Три недели, предшествовавшие конкурсным экзаменам, я ежедневно сидела в библиотеке; даже если Эрбо там не занимался, он приходил за мной к концу дня, и мы шли что-нибудь выпить. В преддверии экзаменов он немного волновался, но ни о Канте, ни о стоиках мы не говорили. Он обучал меня «эженической космологии», начавшейся с романа «Потомак», к которой он приобщил Сартра и Низана. Все трое принадлежали к высшей касте Эженов, прославленной Сократом и Декартом; других своих товарищей они относили к низшим категориям: к Марранам, витающим в бесконечности, или к Мортимерам, витающим в синеве; некоторые были этим не на шутку обижены.

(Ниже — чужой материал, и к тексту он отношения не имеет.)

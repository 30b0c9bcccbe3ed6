use anyhow::{Context, Result};
use chrono::FixedOffset;

#[derive(Debug, Clone)]
pub struct Config {
    pub host: String,
    pub port: u16,
    /// Timezone every registration window is expressed in.
    pub host_utc_offset: FixedOffset,
    pub leaderboard_refresh_secs: u64,
}

impl Config {
    pub fn from_env() -> Result<Self> {
        Ok(Self {
            host: std::env::var("HOST").context("Cannot load HOST env variable")?,
            port: std::env::var("PORT")
                .context("PORT must be a number")?
                .parse()?,
            host_utc_offset: parse_offset(
                &std::env::var("HOST_UTC_OFFSET").unwrap_or_else(|_| "+00:00".to_string()),
            )?,
            leaderboard_refresh_secs: match std::env::var("LEADERBOARD_REFRESH_SECS") {
                Ok(secs) => secs
                    .parse()
                    .context("LEADERBOARD_REFRESH_SECS must be a number of seconds")?,
                Err(_) => 30,
            },
        })
    }
}

fn parse_offset(raw: &str) -> Result<FixedOffset> {
    raw.trim()
        .parse::<FixedOffset>()
        .with_context(|| format!("HOST_UTC_OFFSET must look like +02:00, got '{}'", raw))
}
use chrono::{DateTime, FixedOffset, Utc};
use uuid::Uuid;
use validator::ValidateUrl;

use crate::dto::submission::SubmitGameRequest;
use crate::error::{Result, ValidationError};
use crate::models::{GameSubmission, SubmissionStatus, TeamRegistration, TournamentConfig};

use super::{scoring, submission_window};

pub const MAX_KILLS_PER_GAME: i32 = 150;

/// Checks a submission's own fields, independent of the team's history.
pub fn validate_fields(request: &SubmitGameRequest) -> std::result::Result<(), ValidationError> {
    if request.game_number < 1 {
        return Err(ValidationError::InvalidGameNumber(request.game_number));
    }

    if !(0..=MAX_KILLS_PER_GAME).contains(&request.kills) {
        return Err(ValidationError::InvalidKills {
            got: request.kills,
            max: MAX_KILLS_PER_GAME,
        });
    }

    if request.placement < 1 {
        return Err(ValidationError::InvalidPlacement(request.placement));
    }

    if !is_absolute_http_url(&request.vod_url) {
        return Err(ValidationError::InvalidVodUrl);
    }

    Ok(())
}

fn is_absolute_http_url(candidate: &str) -> bool {
    let candidate = candidate.trim();
    (candidate.starts_with("https://") || candidate.starts_with("http://")) && candidate.validate_url()
}

/// Checks a submission against the team's existing submissions.
pub fn validate_against_history(
    config: &TournamentConfig,
    request: &SubmitGameRequest,
    existing: &[GameSubmission],
) -> std::result::Result<(), ValidationError> {
    if existing.iter().any(|s| s.game_number == request.game_number) {
        return Err(ValidationError::DuplicateGameNumber(request.game_number));
    }

    if config.strict_submission_cap {
        let occupied = existing.iter().filter(|s| s.is_active()).count() as u32;
        if occupied >= config.best_games_count {
            return Err(ValidationError::SubmissionCapReached {
                cap: config.best_games_count,
            });
        }
    }

    Ok(())
}

/// Runs every intake check and scores the game with the config in effect now.
///
/// `existing` must hold only this team's submissions.
pub fn accept_submission(
    config: &TournamentConfig,
    registration: &TeamRegistration,
    existing: &[GameSubmission],
    request: &SubmitGameRequest,
    now: DateTime<Utc>,
    host_tz: &FixedOffset,
) -> Result<GameSubmission> {
    submission_window::ensure_open(registration, now, host_tz)?;
    validate_fields(request)?;
    validate_against_history(config, request, existing)?;

    let score = scoring::score_game(
        config,
        request.kills as u32,
        request.placement as u32,
        registration.team_rank,
    );

    Ok(GameSubmission {
        submission_id: Uuid::new_v4(),
        registration_id: registration.registration_id,
        tournament_id: registration.tournament_id,
        game_number: request.game_number,
        kills: request.kills,
        placement: request.placement,
        vod_url: request.vod_url.trim().to_string(),
        timestamp: request.timestamp.clone(),
        base_score: score.base_score,
        bonus_points: score.bonus_points,
        final_score: score.final_score,
        status: SubmissionStatus::Pending,
        verified_by: None,
        verification_notes: None,
        submitted_at: now,
        verified_at: None,
    })
}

Что до меня, то я относилась к женщинам своенравным, — у таких есть судьба. Он показал мне портреты основных метафизических животных: катоблепаса, пожирающего собственные ноги; катоборикса, который объясняется борборигмами; к катобориксам принадлежали Шарль Дю Бос{279}, Габриель Марсель{280} и большинство сотрудников «НРФ». «Говорю вам, всякая упорядоченная мысль невыносимо скучна» — таков наипервейший урок Эжена. Он презирает науку, промышленность, пренебрегает всеми универсальными понятиями нравственности, плюет на логику Лаланда{281} и на «Трактат» Гобло{282}. Эжен стремится сделать из своей жизни нечто оригинальное и постичь «особенное», объяснял мне Эрбо. Я ничего не имела против и даже воспользовалась этой идеей, чтобы построить для себя плюралистическую мораль, которая позволила бы мне объяснять поведение таких разных людей, как Жак, Заза, да и сам Эрбо. У каждой личности, рассуждала я, свой собственный закон, неумолимый, как категорический императив, и осуждать или одобрять кого-то мы вправе только в соответствии с этой своеобразной нормой. Эрбо определенно не понравилась моя попытка систематизации: «Это как раз тот образ мыслей, который я ненавижу», — сердито сказал он, но готовностью, с какой я вникла в его мифологию, я заслужила его прощение. Мне очень нравился Эжен, игравший большую роль в наших разговорах; разумеется, это творение Кокто, но Эрбо придумал для него забавные приключения и ловко использовал его авторитет в борьбе против сорбонновской философии, против порядка, здравого смысла, важничания, глупости и всякого рода пошлости.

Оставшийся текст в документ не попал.